TV host and commentator S.E. Cupp referred to Channing as a “Broadway empress.”

“Raspy-voiced chanteuse, our beloved Dolly Levi, the first solo Super Bowl performer, AIDS and Actors’ champion, target of Nixon’s enemies list...all around bad ass,” Cupp tweeted.

— She celebrated at Subway

Dori Berinstein, a Broadway producer who directed the documentary “'Carol Channing: Larger Than Life,” described her as someone who stood by people with AIDS at a time when that was rare, as a vocal supporter of civil rights, and as a public figure who was “very, very proud to be on Nixon’s enemies list.”

“To Carol, every night was opening night,” she said.

When several years of shooting for the documentary was finally complete, Berinstein wanted to take Carol and her husband, Harry Kullijian, out to dinner.

“I had these restaurants in mind that were really special,” Berinstein recalled.

“But Carol wanted to go to Subway,” she said. “She was so completely down to earth. So off we went to Subway.”

She said Channing ordered a turkey sub.

She rarely missed a promotional opportunity

Joshua Ellis, Channing’s publicist for many years, said that part of his job was to monitor what they called the Channing Art: file cabinets filled with hundreds of pictures of Channing with famous people, including actors, politicians, athletes — anybody. When a celebrated person died, his office was to send copies of Channing with that person to news outlets including The New York Times, the New York Post and the Daily News.

“She was larger than life onstage and offstage,” Ellis said. “It wasn’t like you came backstage and somehow she was diminished in size. Some actors are quite big onstage but kind of small offstage. She was big all the time.

“And I truly believe she would do absolutely anything to publicize whatever show she was in,” he said.

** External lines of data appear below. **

use anchor_lang::prelude::*;

use crate::constants::TOKEN_SEED;
use crate::errors::TurnstileError;
use crate::events::TokenApproved;
use crate::state::TokenRecord;

#[derive(Accounts)]
#[instruction(token_id: u64)]
pub struct ApproveToken<'info> {
    pub authority: Signer<'info>,

    #[account(
        mut,
        seeds = [TOKEN_SEED, token.collection.as_ref(), &token_id.to_le_bytes()],
        bump = token.bump,
    )]
    pub token: Account<'info, TokenRecord>,
}

/// Set or clear the token's approved delegate. Owner only.
pub fn approve_token(
    ctx: Context<ApproveToken>,
    _token_id: u64,
    delegate: Option<Pubkey>,
) -> Result<()> {
    let token = &mut ctx.accounts.token;
    require_keys_eq!(
        token.owner,
        ctx.accounts.authority.key(),
        TurnstileError::Unauthorized
    );

    token.approved = delegate;

    emit!(TokenApproved {
        collection: token.collection,
        token_id: token.token_id,
        delegate,
    });

    Ok(())
}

He recalled that she was once asked to make a presentation to 5,000 Brownies, the junior Girl Scouts, in Central Park. He remembered wondering what she would possibly have to say to thousands of little girls who probably had no idea who she was. It was 9 a.m. on a roasting hot Saturday when she took the stage.

“She knew who the woman was who founded the Girl Scout movement — whose name I do not remember,” Ellis said. “She said that she was a woman of independent thought, very much like the character she played, Lorelei Lee, in ‘Gentlemen Prefer Blondes’ — she was pushing her show and found a connection between the Brownies and Lorelei Lee!”